I guess I'll volunteer to be in the inquisition... I warn you though, I let other DS be the controversial ones 

What brought you to Army.ca?
-Been so long ago... I think it was a random search and I came across the War Diary (as army.ca was known back in the day)

What kept you here?
-I think I'm crazy to last this long on this board. I think I'm member number 456 or something. Long freaking time.
It tells me something about the quality of the board and the people that are members here. With my limited mil experience, I learn helluva a lot than otherwise I would be through real life, plus I've met some kick ass people.

What made you consider becoming a Staff member here?
-I think Mike B was in need of some mods, and I was then a mod of another huge site and I thought to help out a bit. Of course, the board was pretty small back then and I'd never imagine it'd grow to the size that it is today.
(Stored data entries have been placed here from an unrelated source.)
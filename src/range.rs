//! `lastUpdated` search ranges.
//!
//! Each side of a [`DateRange`] is an independent [`Bound`]: inclusive,
//! exclusive, or absent. A missing lower bound extends to the beginning
//! of time and a missing upper bound to +infinity.
use crate::error::{FilterError, Result};
use std::ops::Bound;
use std::time::SystemTime;

#[derive(Debug, Clone, Copy, PartialEq, Eq)]
pub struct DateRange {
    pub lower: Bound<SystemTime>,
    pub upper: Bound<SystemTime>,
}

impl DateRange {
    pub fn new(lower: Bound<SystemTime>, upper: Bound<SystemTime>) -> Self {
        Self { lower, upper }
    }

    /// Like [`DateRange::new`], but refuses ranges that contain no instant.
    pub fn try_new(
        lower: Bound<SystemTime>,
        upper: Bound<SystemTime>,
    ) -> Result<Self> {
        let range = Self::new(lower, upper);
        if range.is_empty() {
            return Err(FilterError::InvalidRange(format!(
                "{lower:?} .. {upper:?} contains no instant"
            )));
        }
        Ok(range)
    }

    pub fn unbounded() -> Self {
        Self::new(Bound::Unbounded, Bound::Unbounded)
    }

    /// `[lower, upper]`
    pub fn closed(lower: SystemTime, upper: SystemTime) -> Self {
        Self::new(Bound::Included(lower), Bound::Included(upper))
    }

    /// `(lower, upper)`
    pub fn open(lower: SystemTime, upper: SystemTime) -> Self {
        Self::new(Bound::Excluded(lower), Bound::Excluded(upper))
    }

    /// `[lower, +inf)`
    pub fn since(lower: SystemTime) -> Self {
        Self::new(Bound::Included(lower), Bound::Unbounded)
    }

    /// `(-inf, upper]`
    pub fn until(upper: SystemTime) -> Self {
        Self::new(Bound::Unbounded, Bound::Included(upper))
    }

    pub fn lower_instant(&self) -> Option<SystemTime> {
        bound_instant(self.lower)
    }

    pub fn upper_instant(&self) -> Option<SystemTime> {
        bound_instant(self.upper)
    }

    /// True when no instant satisfies both bounds.
    pub fn is_empty(&self) -> bool {
        match (self.lower, self.upper) {
            (Bound::Included(l), Bound::Included(u)) => l > u,
            (Bound::Included(l), Bound::Excluded(u))
            | (Bound::Excluded(l), Bound::Included(u))
            | (Bound::Excluded(l), Bound::Excluded(u)) => l >= u,
            _ => false,
        }
    }

    pub fn contains(&self, instant: SystemTime) -> bool {
        !self.starts_after(instant) && !self.ends_before(instant)
    }

    /// True when every instant of the range lies strictly after `instant`.
    pub fn starts_after(&self, instant: SystemTime) -> bool {
        match self.lower {
            Bound::Included(l) => l > instant,
            Bound::Excluded(l) => l >= instant,
            Bound::Unbounded => false,
        }
    }

    /// True when every instant of the range lies strictly before `instant`.
    pub fn ends_before(&self, instant: SystemTime) -> bool {
        match self.upper {
            Bound::Included(u) => u < instant,
            Bound::Excluded(u) => u <= instant,
            Bound::Unbounded => false,
        }
    }

    /// Whether the range shares at least one instant with the closed
    /// interval `[lower, upper]`.
    pub fn overlaps(&self, lower: SystemTime, upper: SystemTime) -> bool {
        lower <= upper
            && !self.is_empty()
            && !self.starts_after(upper)
            && !self.ends_before(lower)
    }
}

impl Default for DateRange {
    fn default() -> Self {
        Self::unbounded()
    }
}

fn bound_instant(bound: Bound<SystemTime>) -> Option<SystemTime> {
    match bound {
        Bound::Included(t) | Bound::Excluded(t) => Some(t),
        Bound::Unbounded => None,
    }
}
If you were CDS, what's the first thing you'd do?
-Ensure that the fighting spirit of CF is maintained, and that to best as we can, train to fight. 

What is your favourite aspect of Army.ca?
-All the crazy people from all parts of CF I get to meet, and pick their brains for knowledge.

What is your least favourite aspect of Army.ca?
-The trolls and turd disturbers who add nothing of value and just waste DS's time.

What do/did you enjoy most about the military lifestyle?
-The comradeship, and the fact that I'm doing something that 99% of Canadian people will never do.

What do/did you enjoy least?
-The bureaucracy, and leaders that don't take care of their troops.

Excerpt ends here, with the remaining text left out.